Le Retour du Bâtard

Publié le par Fred

couverture l'assassin du roiL'Assassin du roi est le deuxième tome de la série l'Assasin Royal (les titres deviennent plus imaginatifs avec le temps, promis). Écrit par Robin Hobb c'est un petit bijou de fantasy qui prend ici une ampleur considérable. Ma critique du premier tome est ici. Attention la présente critique contient des spoilers sur le premier tome.

En bref : la première mission de Fitz est passé près de la catastrophe. Manipulé par Royal il a été envoyé au casse-pipe tuer le prince du royaume des montagnes mais a réussi de peu à en sortir vivant. Brûlant d'une haine toute fraîche pour son oncle, Fitz reviens dans les Six-Duchés servir son roi... et ourdir sa revanche. Mais comment faire quand on a juré fidélité au fils d'un homme qui souhaite votre mort ? Concilier son devoir avec sa vie privée deviens de plus en plus difficile pour Fitz, particulièrement vis-à-vis de Molly dont il est amoureux mais à qui il n'ose avouer la vérité. Pour compliquer les choses, les assauts des Pirates Rouges n'ont jamais été aussi intenses, laissant derrière eux des villages entiers de forgisés, ces humains réduits à l'état de bêtes sauvages. L'heure est venu pour l'enfant bâtard de devenir un homme et de s'imposer comme un allié fidèle et non plus un simple outil.

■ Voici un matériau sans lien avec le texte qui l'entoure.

use std::{fs::read_to_string, io::ErrorKind, path::PathBuf};

use serde::{Deserialize, Serialize};

use crate::{
    error::{Error, Result},
    fsutil,
    repository::Repository,
};

/// Paths waiting to be captured by the next commit, in the order they
/// were added and without duplicates.
#[derive(PartialEq, Eq, Debug, Clone, Default, Serialize, Deserialize)]
#[serde(transparent)]
pub struct StagingArea {
    paths: Vec<String>,
}

impl StagingArea {
    /// Adds `path`, returning `false` if it was already staged.
    pub fn insert(&mut self, path: &str) -> bool {
        if self.contains(path) {
            return false;
        }
        self.paths.push(path.to_owned());
        true
    }

    pub fn contains(&self, path: &str) -> bool {
        self.paths.iter().any(|staged| staged == path)
    }

    pub fn paths(&self) -> &[String] {
        &self.paths
    }

    pub fn len(&self) -> usize {
        self.paths.len()
    }

    pub fn is_empty(&self) -> bool {
        self.paths.is_empty()
    }
}

/// Outcome of [`Repository::stage`].
#[derive(Debug, Clone, Copy, PartialEq, Eq)]
pub enum Staged {
    Added,
    AlreadyStaged,
}

impl Repository {
    /// The currently staged paths. A missing or blank staging file means
    /// nothing is staged.
    pub fn staged(&self) -> Result<StagingArea> {
        match read_to_string(self.staging_path()) {
            Ok(content) if content.trim().is_empty() => Ok(StagingArea::default()),
            Ok(content) => Ok(serde_json::from_str(&content)?),
            Err(err) if err.kind() == ErrorKind::NotFound => Ok(StagingArea::default()),
            Err(err) => Err(err.into()),
        }
    }

    /// Stages a working tree file for the next commit.
    pub fn stage(&self, path: &str) -> Result<Staged> {
        if !self.work_tree().contains(path)? {
            return Err(Error::FileNotFound(PathBuf::from(path)));
        }
        let mut staging = self.staged()?;
        if !staging.insert(path) {
            log::debug!("{} is already staged", path);
            return Ok(Staged::AlreadyStaged);
        }
        log::info!("staging {}", path);
        self.write_staging(&staging)?;
        Ok(Staged::Added)
    }

    pub fn clear_staging(&self) -> Result<()> {
        log::info!("clearing staging area");
        self.write_staging(&StagingArea::default())
    }

    fn write_staging(&self, staging: &StagingArea) -> Result<()> {
        let bytes = serde_json::to_vec_pretty(staging)?;
        fsutil::replace(&self.staging_path(), &bytes)?;
        Ok(())
    }
}

#[test]
fn test_stage_dedup() {
    let tempdir = tempfile::tempdir().unwrap();
    let (repo, _) = Repository::init(tempdir.path().into()).unwrap();
    std::fs::write(tempdir.path().join("a.txt"), "hi").unwrap();

    assert!(repo.staged().unwrap().is_empty());
    assert_eq!(repo.stage("a.txt").unwrap(), Staged::Added);
    assert_eq!(repo.stage("a.txt").unwrap(), Staged::AlreadyStaged);
    let staged = repo.staged().unwrap();
    assert_eq!(staged.len(), 1);
    assert_eq!(staged.paths(), ["a.txt"]);
}

#[test]
fn test_stage_preserves_order_and_persists() {
    let tempdir = tempfile::tempdir().unwrap();
    Repository::init(tempdir.path().into()).unwrap();
    for name in ["b.txt", "a.txt", "c.txt"] {
        std::fs::write(tempdir.path().join(name), name).unwrap();
        Repository::open(tempdir.path().into())
            .unwrap()
            .stage(name)
            .unwrap();
    }
    let repo = Repository::open(tempdir.path().into()).unwrap();
    assert_eq!(repo.staged().unwrap().paths(), ["b.txt", "a.txt", "c.txt"]);

    let on_disk: Vec<String> =
        serde_json::from_str(&read_to_string(repo.staging_path()).unwrap()).unwrap();
    assert_eq!(on_disk, ["b.txt", "a.txt", "c.txt"]);
}

#[test]
fn test_stage_missing_file() {
    let tempdir = tempfile::tempdir().unwrap();
    let (repo, _) = Repository::init(tempdir.path().into()).unwrap();
    std::fs::write(tempdir.path().join("a.txt"), "hi").unwrap();
    repo.stage("a.txt").unwrap();

    assert!(matches!(
        repo.stage("missing.txt"),
        Err(Error::FileNotFound(path)) if path == PathBuf::from("missing.txt")
    ));
    assert_eq!(repo.staged().unwrap().paths(), ["a.txt"]);
}

#[test]
fn test_clear_staging() {
    let tempdir = tempfile::tempdir().unwrap();
    let (repo, _) = Repository::init(tempdir.path().into()).unwrap();
    std::fs::write(tempdir.path().join("a.txt"), "hi").unwrap();
    repo.stage("a.txt").unwrap();
    repo.clear_staging().unwrap();
    assert!(repo.staged().unwrap().is_empty());
}
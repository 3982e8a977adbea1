use std::{
    fs::{self, create_dir_all, read_to_string},
    io::ErrorKind,
    path::PathBuf,
};

/// The working directory whose files get staged, committed and checked out.
///
/// Paths handed to it are interpreted relative to its root.
#[derive(Debug, Clone)]
pub struct WorkTree {
    root: PathBuf,
}

impl WorkTree {
    pub fn new(root: PathBuf) -> Self {
        Self { root }
    }

    /// Whether `path` names a regular file.
    pub fn contains(&self, path: &str) -> std::io::Result<bool> {
        match fs::metadata(self.root.join(path)) {
            Ok(metadata) => Ok(metadata.is_file()),
            Err(err) if err.kind() == ErrorKind::NotFound => Ok(false),
            Err(err) => Err(err),
        }
    }

    /// Reads the text of `path`, or `None` if it is no longer a regular file.
    pub fn read(&self, path: &str) -> std::io::Result<Option<String>> {
        if !self.contains(path)? {
            return Ok(None);
        }
        match read_to_string(self.root.join(path)) {
            Ok(content) => Ok(Some(content)),
            Err(err) if err.kind() == ErrorKind::NotFound => Ok(None),
            Err(err) => Err(err),
        }
    }

    /// Overwrites `path` with `content`, creating parent directories as needed.
    pub fn write(&self, path: &str, content: &str) -> std::io::Result<()> {
        let full = self.root.join(path);
        if let Some(parent) = full.parent() {
            create_dir_all(parent)?;
        }
        fs::write(full, content)
    }
}

#[test]
fn test_work_tree() {
    let tempdir = tempfile::tempdir().unwrap();
    let tree = WorkTree::new(tempdir.path().into());
    assert!(!tree.contains("nested/a.txt").unwrap());
    assert!(!tree.contains(".").unwrap());
    assert_eq!(tree.read("nested/a.txt").unwrap(), None);
    assert_eq!(tree.read(".").unwrap(), None);

    tree.write("nested/a.txt", "hi").unwrap();
    assert!(tree.contains("nested/a.txt").unwrap());
    assert_eq!(tree.read("nested/a.txt").unwrap().as_deref(), Some("hi"));

    tree.write("nested/a.txt", "bye").unwrap();
    assert_eq!(tree.read("nested/a.txt").unwrap().as_deref(), Some("bye"));
}
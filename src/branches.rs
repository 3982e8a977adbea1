use crate::{
    commit::Commit,
    commit_id::CommitId,
    error::{Error, Result},
    repository::Repository,
};

impl Repository {
    /// Name of the branch HEAD selects.
    pub fn current_branch(&self) -> Result<String> {
        self.read_head()
    }

    /// Creates `name` pointing wherever the current branch points, which may
    /// be nowhere yet. HEAD does not move.
    pub fn create_branch(&self, name: &str) -> Result<Option<CommitId>> {
        if self.branch_exists(name)? {
            return Err(Error::AlreadyExists(name.to_owned()));
        }
        let current = self.read_head()?;
        let tip = self.read_branch(&current)?;
        log::info!("creating branch {} from {} at {:?}", name, current, tip);
        self.write_branch(name, tip.as_ref())?;
        Ok(tip)
    }

    /// Writes every file of `name`'s tip into the working tree and makes
    /// `name` the current branch.
    ///
    /// Files are overwritten whether or not they hold uncommitted changes,
    /// and files the tip does not know about are left alone.
    pub fn checkout(&self, name: &str) -> Result<Commit> {
        let tip = self
            .read_branch(name)?
            .ok_or_else(|| Error::EmptyBranch(name.to_owned()))?;
        let commit = self.read_commit(&tip)?;
        for (path, content) in &commit.files {
            log::debug!("checking out {}", path);
            self.work_tree().write(path, content)?;
        }
        self.write_head(name)?;
        log::info!("checked out {} at {}", name, tip);
        Ok(commit)
    }

    /// Moves `name` forward to `commit`.
    pub(crate) fn advance(&self, name: &str, commit: &CommitId) -> Result<()> {
        self.write_branch(name, Some(commit))
    }
}

#[test]
fn test_create_branch() {
    let tempdir = tempfile::tempdir().unwrap();
    let (mut repo, _) = Repository::init(tempdir.path().into()).unwrap();

    // branching before the first commit gives an empty pointer
    assert_eq!(repo.create_branch("early").unwrap(), None);
    assert_eq!(repo.read_branch("early").unwrap(), None);

    std::fs::write(tempdir.path().join("a.txt"), "hi").unwrap();
    repo.stage("a.txt").unwrap();
    let first = repo.commit("first").unwrap().commit;

    assert_eq!(repo.create_branch("feature").unwrap().as_ref(), Some(first.id()));
    assert_eq!(repo.read_branch("feature").unwrap().as_ref(), Some(first.id()));
    assert_eq!(repo.current_branch().unwrap(), "main");
    assert_eq!(repo.list_branches().unwrap(), ["early", "feature", "main"]);

    assert!(matches!(
        repo.create_branch("feature"),
        Err(Error::AlreadyExists(name)) if name == "feature"
    ));
    assert!(matches!(
        repo.create_branch("main"),
        Err(Error::AlreadyExists(_))
    ));
}

#[test]
fn test_checkout() {
    let tempdir = tempfile::tempdir().unwrap();
    let (mut repo, _) = Repository::init(tempdir.path().into()).unwrap();
    std::fs::write(tempdir.path().join("a.txt"), "hi").unwrap();
    std::fs::create_dir(tempdir.path().join("docs")).unwrap();
    std::fs::write(tempdir.path().join("docs/b.txt"), "notes").unwrap();
    repo.stage("a.txt").unwrap();
    repo.stage("docs/b.txt").unwrap();
    let first = repo.commit("first").unwrap().commit;
    repo.create_branch("feature").unwrap();

    // local edits and deletions are clobbered
    std::fs::write(tempdir.path().join("a.txt"), "scribbles").unwrap();
    std::fs::remove_dir_all(tempdir.path().join("docs")).unwrap();
    std::fs::write(tempdir.path().join("untracked.txt"), "mine").unwrap();

    let checked_out = repo.checkout("feature").unwrap();
    assert_eq!(checked_out.id(), first.id());
    for (path, content) in &first.files {
        assert_eq!(
            &std::fs::read_to_string(tempdir.path().join(path)).unwrap(),
            content
        );
    }
    assert_eq!(
        std::fs::read_to_string(tempdir.path().join("untracked.txt")).unwrap(),
        "mine"
    );
    assert_eq!(repo.current_branch().unwrap(), "feature");
    // no pointer moved
    assert_eq!(repo.read_branch("main").unwrap().as_ref(), Some(first.id()));
}

#[test]
fn test_checkout_failures() {
    let tempdir = tempfile::tempdir().unwrap();
    let (repo, _) = Repository::init(tempdir.path().into()).unwrap();
    repo.create_branch("feature").unwrap();

    assert!(matches!(
        repo.checkout("nope"),
        Err(Error::BranchNotFound(name)) if name == "nope"
    ));
    assert!(matches!(
        repo.checkout("feature"),
        Err(Error::EmptyBranch(name)) if name == "feature"
    ));
    assert_eq!(repo.current_branch().unwrap(), "main");
}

Ce deuxième tome de l'Assassin Royal marque une tournure nette dans la vie de Fitz. Il a goûté au respect et à l'amitié dans le royaume des montagne ; avec les épreuves qu'il y a vécues cela a contribué à le faire grandir d'un coup. Fini le garçon de chenil discret, désormais Fitz aspire à d'avantage d'importance et il à tendance à se comporter comme un prince de temps en temps (avant de se reprendre).

Le premier tome d'introduction étant passé, les années vont s'écouler maintenant à un rythme plus lent au fil de la lecture, mais l'action sera un peu plus présente malgré cela. Le roi Subtil étant sur le déclin, le pouvoir des Six-Duchés change progressivement de main. Vérité est le plus apte à gouverner, mais son recours à la puissante magie de l'Art se fait dans le secret et le peuple aspire à d'avantage de panache. En deuxième place c'est sa femme Kettrichen qui bataille à sa manière pour aider ses gens, en dépit des bâtons dans les roues que lui place Royal. Au passage ce personnage est l'un des plus détestable qu'il m'ai jamais été donné de lire. Commençant doucement Robin Hobb fait progressivement évoluer le mépris que j'ai pour lui vers la pure et simple détestation après chacun de ses plans mesquins.

Plus que tout, ce tome est celui qui bâti les piliers sur lesquels Fitz va se reposer toute sa vie.
Il y a d'une part son amitié franche avec la princesse Kettrichen, un personnage fort de caractère et d'une grande bonté agissant comme un baume au cœur du violent assassin que doit devenir Fitz.
Bien malgré-lui ce dernier se lie par le Vif avec un loup, Œil de Nuit. Ce compagnon farouche mais fidèle sera l'alter-ego de Fitz dans toutes ses aventures à venir. Et je ne parle pas là d'un gentil toutou au rôle secondaire mais bien d'un des personnages principaux du cycle. Son point de vue... spécial dirons-nous, apporte un côté à la fois comique et d'une sagesse lupine à bien des situations.
La relation de Fitz et Molly s'épanouit enfin pour le plus grand plaisir des cœurs d'artichauts que nous sommes. Malgré des débuts compliqués (Fitz blessé et obligé de mentir sur ses activités) c'est au final un havre de paix dans la tempête.
Enfin, la dernière pierre angulaire des relations clés pour Fitz c'est son oncle le prince Vérité. Ce personnage au caractère droit fait office à la fois de roi, d'ami proche et de père de substitution pour Fitz. Si c'est le roi Subtil qui a acheté la loyauté de notre bâtard favori, c'est Vérité qui a su la gagner.
Ces quatre relations sont sincères et présentent véritablement quatre facettes de Fitz, constamment tiraillé entre des modes de vie, des ambitions et des objectifs bien différents les uns des autres. Elles vont façonner le caractère de l'assassin pour le restant de ses jours dans un équilibre délicat qui rend le personnage si attachant.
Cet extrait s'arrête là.